== About this exercise ==
Look over the lines below. Report each one that includes the string "InitNonInput".

++++ Supplied records ++++

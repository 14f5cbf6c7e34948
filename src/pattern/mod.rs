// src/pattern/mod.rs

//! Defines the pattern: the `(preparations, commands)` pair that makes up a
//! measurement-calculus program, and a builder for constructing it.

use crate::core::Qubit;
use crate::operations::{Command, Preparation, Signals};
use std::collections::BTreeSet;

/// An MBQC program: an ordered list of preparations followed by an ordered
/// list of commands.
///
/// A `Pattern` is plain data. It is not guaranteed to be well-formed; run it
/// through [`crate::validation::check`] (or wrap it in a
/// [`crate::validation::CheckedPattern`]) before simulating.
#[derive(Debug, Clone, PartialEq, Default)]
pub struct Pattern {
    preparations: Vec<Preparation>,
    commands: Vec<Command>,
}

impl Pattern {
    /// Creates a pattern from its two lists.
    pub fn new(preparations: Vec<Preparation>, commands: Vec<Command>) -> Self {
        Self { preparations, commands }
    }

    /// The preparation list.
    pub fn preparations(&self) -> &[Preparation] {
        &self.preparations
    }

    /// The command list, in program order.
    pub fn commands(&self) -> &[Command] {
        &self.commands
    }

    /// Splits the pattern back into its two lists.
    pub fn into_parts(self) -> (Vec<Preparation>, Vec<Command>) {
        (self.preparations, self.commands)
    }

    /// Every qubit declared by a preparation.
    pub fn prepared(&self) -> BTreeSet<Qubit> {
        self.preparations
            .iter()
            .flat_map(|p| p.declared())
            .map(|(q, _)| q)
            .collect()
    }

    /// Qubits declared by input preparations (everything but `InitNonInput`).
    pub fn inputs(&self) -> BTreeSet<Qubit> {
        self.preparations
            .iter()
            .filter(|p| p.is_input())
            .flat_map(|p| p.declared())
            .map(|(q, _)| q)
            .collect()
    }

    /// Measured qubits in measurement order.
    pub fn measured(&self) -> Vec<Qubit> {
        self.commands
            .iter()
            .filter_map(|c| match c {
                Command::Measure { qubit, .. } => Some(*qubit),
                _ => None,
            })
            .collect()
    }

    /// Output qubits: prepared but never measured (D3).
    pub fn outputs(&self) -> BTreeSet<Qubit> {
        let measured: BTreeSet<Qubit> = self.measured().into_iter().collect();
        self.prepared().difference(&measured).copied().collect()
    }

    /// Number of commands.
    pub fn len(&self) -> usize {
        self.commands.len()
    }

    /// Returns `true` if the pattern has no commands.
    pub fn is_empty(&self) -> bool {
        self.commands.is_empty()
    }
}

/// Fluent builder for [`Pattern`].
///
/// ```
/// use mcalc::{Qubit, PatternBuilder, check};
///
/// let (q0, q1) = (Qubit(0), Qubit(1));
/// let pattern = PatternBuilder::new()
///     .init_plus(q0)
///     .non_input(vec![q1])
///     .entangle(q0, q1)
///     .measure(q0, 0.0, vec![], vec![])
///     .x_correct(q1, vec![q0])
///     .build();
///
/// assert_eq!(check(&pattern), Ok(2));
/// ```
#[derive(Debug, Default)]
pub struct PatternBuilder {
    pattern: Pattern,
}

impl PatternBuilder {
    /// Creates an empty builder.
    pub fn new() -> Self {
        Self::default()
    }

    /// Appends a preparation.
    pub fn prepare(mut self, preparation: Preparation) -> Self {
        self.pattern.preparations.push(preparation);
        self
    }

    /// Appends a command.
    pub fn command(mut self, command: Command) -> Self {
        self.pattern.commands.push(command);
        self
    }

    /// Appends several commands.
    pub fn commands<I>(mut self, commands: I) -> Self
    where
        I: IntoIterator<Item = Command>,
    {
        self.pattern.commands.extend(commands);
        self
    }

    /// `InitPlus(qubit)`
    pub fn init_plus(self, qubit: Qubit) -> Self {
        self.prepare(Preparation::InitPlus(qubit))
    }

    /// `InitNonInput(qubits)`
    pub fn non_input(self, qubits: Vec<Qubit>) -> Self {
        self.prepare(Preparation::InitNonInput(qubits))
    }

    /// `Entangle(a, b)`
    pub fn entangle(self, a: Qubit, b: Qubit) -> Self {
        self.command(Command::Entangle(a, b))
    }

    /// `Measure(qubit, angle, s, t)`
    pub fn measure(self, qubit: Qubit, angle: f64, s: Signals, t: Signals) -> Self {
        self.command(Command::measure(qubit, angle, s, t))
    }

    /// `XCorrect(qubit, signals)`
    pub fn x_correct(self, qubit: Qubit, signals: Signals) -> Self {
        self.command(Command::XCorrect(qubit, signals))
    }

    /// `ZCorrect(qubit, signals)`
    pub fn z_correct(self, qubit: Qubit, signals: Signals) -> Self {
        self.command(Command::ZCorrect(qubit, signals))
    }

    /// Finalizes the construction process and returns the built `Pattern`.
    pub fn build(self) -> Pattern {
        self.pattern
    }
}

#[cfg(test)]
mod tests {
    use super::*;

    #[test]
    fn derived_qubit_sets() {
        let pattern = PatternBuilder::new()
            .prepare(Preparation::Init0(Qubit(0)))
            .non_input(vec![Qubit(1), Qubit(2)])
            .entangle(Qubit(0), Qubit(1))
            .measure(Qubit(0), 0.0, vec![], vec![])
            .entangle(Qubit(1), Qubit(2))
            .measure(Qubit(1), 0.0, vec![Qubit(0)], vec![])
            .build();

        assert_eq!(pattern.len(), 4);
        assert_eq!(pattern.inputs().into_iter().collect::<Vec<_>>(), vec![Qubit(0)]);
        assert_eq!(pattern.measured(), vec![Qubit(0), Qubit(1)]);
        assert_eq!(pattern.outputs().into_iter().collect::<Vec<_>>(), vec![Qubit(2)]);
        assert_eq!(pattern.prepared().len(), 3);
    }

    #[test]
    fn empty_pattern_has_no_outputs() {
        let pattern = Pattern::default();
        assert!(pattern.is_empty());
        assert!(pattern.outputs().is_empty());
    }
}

++++

== Written response ==
    /// Qubits declared by input preparations (everything but `InitNonInput`).
    /// `InitNonInput(qubits)`
        self.prepare(Preparation::InitNonInput(qubits))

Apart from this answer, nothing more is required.